After working in many different kinds of classrooms over the years, I have spent anywhere from a few hours to a couple of weeks setting up my classroom. Sometimes it was super simple and easy. And at other times it was way more involved as I had such specific details and visions that I wanted to see come to life.
So, how long does it take to set up a classroom? The answer to this is based on your own vision and level of need in the classroom. Generally speaking, it will be around an average of 8 hours of planning and execution, not counting shopping time (which I will discuss further down).
There are several variables to think about regarding how long it takes to set up a classroom. Here are some of the more important points:
- Whether your time is constant or split up over a larger amount of time.
- How elaborate or simple you want to be.
- The amount of money you plan to budget.
- How many things you can buy vs. how many things you will need to make.
- Whether you are creating from scratch or using previously used designs.
- Are you starting with a clean slate or with an already full classroom?
- Don't forget to make sure your plans are in accord with school policy!
Here is a chart that takes each of these variables into account. Keep in mind that each teacher/classroom is quite different and these are estimates, not exact numbers by any means! This is meant to give you an idea of how much time to budget, and will hopefully set you off in the right direction.
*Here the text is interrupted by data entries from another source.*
//! Quotes module - quote documents, their generation and lifecycle.
//!
//! - [`quotes_model`] - the quote record, its stored status and derived state
//! - [`quote_generator`] - prices a project and issues a quote for it
//! - [`quote_document`] - renders the itemized quote text
//! - [`quotes_service`] - persistence-backed operations over stored quotes
//!
//! ```text
//! Project -> CostCalculator -> QuoteGenerator -> Quote -> QuoteRepository
//! ```

mod quote_document;
mod quote_generator;
mod quotes_model;
mod quotes_service;
mod quotes_traits;


pub use quote_document::{render_quote_content, QuoteTerms};
pub use quote_generator::QuoteGenerator;
pub use quotes_model::{Quote, QuoteState, QuoteStatus};
pub use quotes_service::QuoteService;
pub use quotes_traits::{QuoteRepositoryTrait, QuoteServiceTrait};
//! KitchenQuote Core - cost calculation and quotation for kitchen renovations.
//!
//! This crate holds the domain models, the pricing pipeline and the quote
//! lifecycle. It is storage-agnostic and defines repository traits that a
//! persistence layer implements.

pub mod clients;
pub mod components;
pub mod constants;
pub mod costs;
pub mod errors;
pub mod projects;
pub mod quotes;
pub mod settings;
pub mod utils;

pub use clients::{Client, NewClient};
pub use components::{CostComponent, Labor, Material, MaterialType};
pub use costs::{CostBreakdown, CostCalculator};
pub use projects::{Project, ProjectStatus};
pub use quotes::{Quote, QuoteGenerator, QuoteState, QuoteStatus};
pub use settings::PricingSettings;

// Re-export error types
pub use errors::Error;
pub use errors::Result;
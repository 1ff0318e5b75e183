//! Core error types for the quotation engine.
//!
//! This module defines storage-agnostic error types. Errors raised by the
//! persistence layer are converted to [`DatabaseError`] by that layer before
//! they reach the services defined here.

use chrono::{NaiveDate, ParseError as ChronoParseError};
use thiserror::Error;

use crate::quotes::QuoteStatus;

/// Type alias for Result using our Error type.
pub type Result<T> = std::result::Result<T, Error>;

/// Root error type for the quotation engine.
#[derive(Error, Debug)]
pub enum Error {
    #[error("Database operation failed: {0}")]
    Database(#[from] DatabaseError),

    #[error("Input validation failed: {0}")]
    Validation(#[from] ValidationError),

    #[error("Missing association: {0}")]
    MissingAssociation(String),

    #[error("Cost calculation failed: {0}")]
    Calculation(#[from] CalculatorError),

    #[error("Quote error: {0}")]
    Quote(#[from] QuoteError),

    #[error("Invalid configuration value: {0}")]
    InvalidConfigValue(String),
}

/// Storage-agnostic error type reported by repository implementations.
#[derive(Error, Debug)]
pub enum DatabaseError {
    /// A database query failed to execute.
    #[error("Database query failed: {0}")]
    QueryFailed(String),

    /// The requested record was not found.
    #[error("Record not found: {0}")]
    NotFound(String),

    /// A unique constraint was violated (e.g., duplicate name).
    #[error("Unique constraint violation: {0}")]
    UniqueViolation(String),

    /// A foreign key constraint was violated.
    #[error("Foreign key violation: {0}")]
    ForeignKeyViolation(String),
}

/// Errors raised while pricing a project.
#[derive(Error, Debug)]
pub enum CalculatorError {
    #[error("Arithmetic overflow while pricing component '{component}'")]
    Overflow { component: String },

    #[error("Failed to price project '{project}': {reason}")]
    ProjectCost { project: String, reason: String },

    #[error("Date out of range: cannot add {months} month(s) to {date}")]
    InvalidDate { date: NaiveDate, months: u32 },
}

/// Quote lifecycle violations.
#[derive(Error, Debug)]
pub enum QuoteError {
    #[error("Quote {id} expired on {validity_date}")]
    Expired { id: String, validity_date: NaiveDate },

    #[error("Quote {id} is already {status}")]
    AlreadyDecided { id: String, status: QuoteStatus },
}

/// Validation errors for user input and data parsing.
#[derive(Error, Debug)]
pub enum ValidationError {
    #[error("Invalid input: {0}")]
    InvalidInput(String),

    #[error("Failed to parse decimal number: {0}")]
    DecimalParse(#[from] rust_decimal::Error),

    #[error("Failed to parse date: {0}")]
    DateTimeParse(#[from] ChronoParseError),
}

// === From implementations for common error types ===

impl From<rust_decimal::Error> for Error {
    fn from(err: rust_decimal::Error) -> Self {
        Error::Validation(ValidationError::DecimalParse(err))
    }
}

impl From<serde_json::Error> for Error {
    fn from(err: serde_json::Error) -> Self {
        Error::Validation(ValidationError::InvalidInput(err.to_string()))
    }
}

impl From<ChronoParseError> for Error {
    fn from(err: ChronoParseError) -> Self {
        Error::Validation(ValidationError::DateTimeParse(err))
    }
}

impl From<Error> for String {
    fn from(err: Error) -> Self {
        err.to_string()
    }
}

/// Shorthand for an `InvalidInput` validation error.
pub(crate) fn invalid_input(message: impl Into<String>) -> Error {
    Error::Validation(ValidationError::InvalidInput(message.into()))
}
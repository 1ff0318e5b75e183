use std::sync::Arc;

use async_trait::async_trait;
use log::{error, info};

use super::quote_generator::QuoteGenerator;
use super::quotes_model::Quote;
use super::quotes_traits::{QuoteRepositoryTrait, QuoteServiceTrait};
use crate::errors::{invalid_input, DatabaseError, Error, Result};
use crate::projects::{Project, ProjectRepositoryTrait};

/// Persistence-backed quote operations.
pub struct QuoteService {
    generator: QuoteGenerator,
    quote_repository: Arc<dyn QuoteRepositoryTrait>,
    project_repository: Arc<dyn ProjectRepositoryTrait>,
}

impl QuoteService {
    pub fn new(
        generator: QuoteGenerator,
        quote_repository: Arc<dyn QuoteRepositoryTrait>,
        project_repository: Arc<dyn ProjectRepositoryTrait>,
    ) -> Self {
        Self {
            generator,
            quote_repository,
            project_repository,
        }
    }

    fn find_project(&self, project_id: &str) -> Result<Project> {
        self.project_repository.find_by_id(project_id)?.ok_or_else(|| {
            Error::MissingAssociation(format!("Quote references unknown project {}", project_id))
        })
    }

    async fn decide(&self, quote_id: &str, accept: bool) -> Result<Quote> {
        let mut quote = self.get_quote(quote_id)?;
        let before = quote.status;
        self.generator.set_acceptance(&mut quote, accept)?;

        if quote.status == before {
            return Ok(quote);
        }
        let updated = self.quote_repository.update(quote).await?;
        info!("Quote {} marked {}", updated.id, updated.status);
        Ok(updated)
    }
}

#[async_trait]
impl QuoteServiceTrait for QuoteService {
    async fn generate_quote(&self, project_id: &str) -> Result<Quote> {
        let mut project = self.find_project(project_id)?;
        let quote = self
            .generator
            .generate_quote(&mut project)
            .inspect_err(|e| error!("Error generating quote for project {}: {}", project_id, e))?;

        self.project_repository.update(project).await?;
        Ok(quote)
    }

    async fn save_quote(&self, quote: Quote) -> Result<Quote> {
        if quote.project_id.trim().is_empty() {
            return Err(Error::MissingAssociation(
                "A quote must reference a project".to_string(),
            ));
        }
        if quote.validity_date <= quote.issue_date {
            return Err(invalid_input(format!(
                "Quote validity date {} must be after issue date {}",
                quote.validity_date, quote.issue_date
            )));
        }
        self.find_project(&quote.project_id)?;

        let saved = self
            .quote_repository
            .save(quote)
            .await
            .inspect_err(|e| error!("Error saving quote: {}", e))?;
        info!("Quote saved: {}", saved.id);
        Ok(saved)
    }

    fn get_quote(&self, quote_id: &str) -> Result<Quote> {
        self.quote_repository.find_by_id(quote_id)?.ok_or_else(|| {
            Error::Database(DatabaseError::NotFound(format!("Quote {}", quote_id)))
        })
    }

    fn get_quotes_by_project_id(&self, project_id: &str) -> Result<Vec<Quote>> {
        self.quote_repository.find_by_project_id(project_id)
    }

    async fn accept_quote(&self, quote_id: &str) -> Result<Quote> {
        self.decide(quote_id, true).await
    }

    async fn reject_quote(&self, quote_id: &str) -> Result<Quote> {
        self.decide(quote_id, false).await
    }

    async fn update_quote(&self, quote: Quote) -> Result<Quote> {
        let stored = self.get_quote(&quote.id)?;
        if stored.project_id != quote.project_id
            || stored.issue_date != quote.issue_date
            || stored.validity_date != quote.validity_date
        {
            return Err(invalid_input(format!(
                "Quote {} cannot change its project or dates",
                quote.id
            )));
        }
        if stored.status != quote.status {
            return Err(invalid_input(format!(
                "Quote {} status changes go through accept or reject",
                quote.id
            )));
        }
        self.quote_repository.update(quote).await
    }
}
//! Components module - priced items attached to a project.

mod components_model;


pub use components_model::{ComponentType, CostComponent, Labor, Material, MaterialType};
Now that we have a good list of considerations, let's take a look at each one in depth.
Table of Contents
How Will Your Time Be Distributed?
This is kind of a loaded question, because it is nearly impossible to plan and decorate your classroom all in one sitting. So to say that you will be setting up your classroom in one block of time basically means that you have already done all of the planning and preparation and now you will be putting it all together in the classroom. For that block of time, it could take as little as a couple of hours for a very simple design, eight to ten hours or more for an elaborate classroom where you will be doing most of the decorating by hand, or it could take several days of a few hours at a time.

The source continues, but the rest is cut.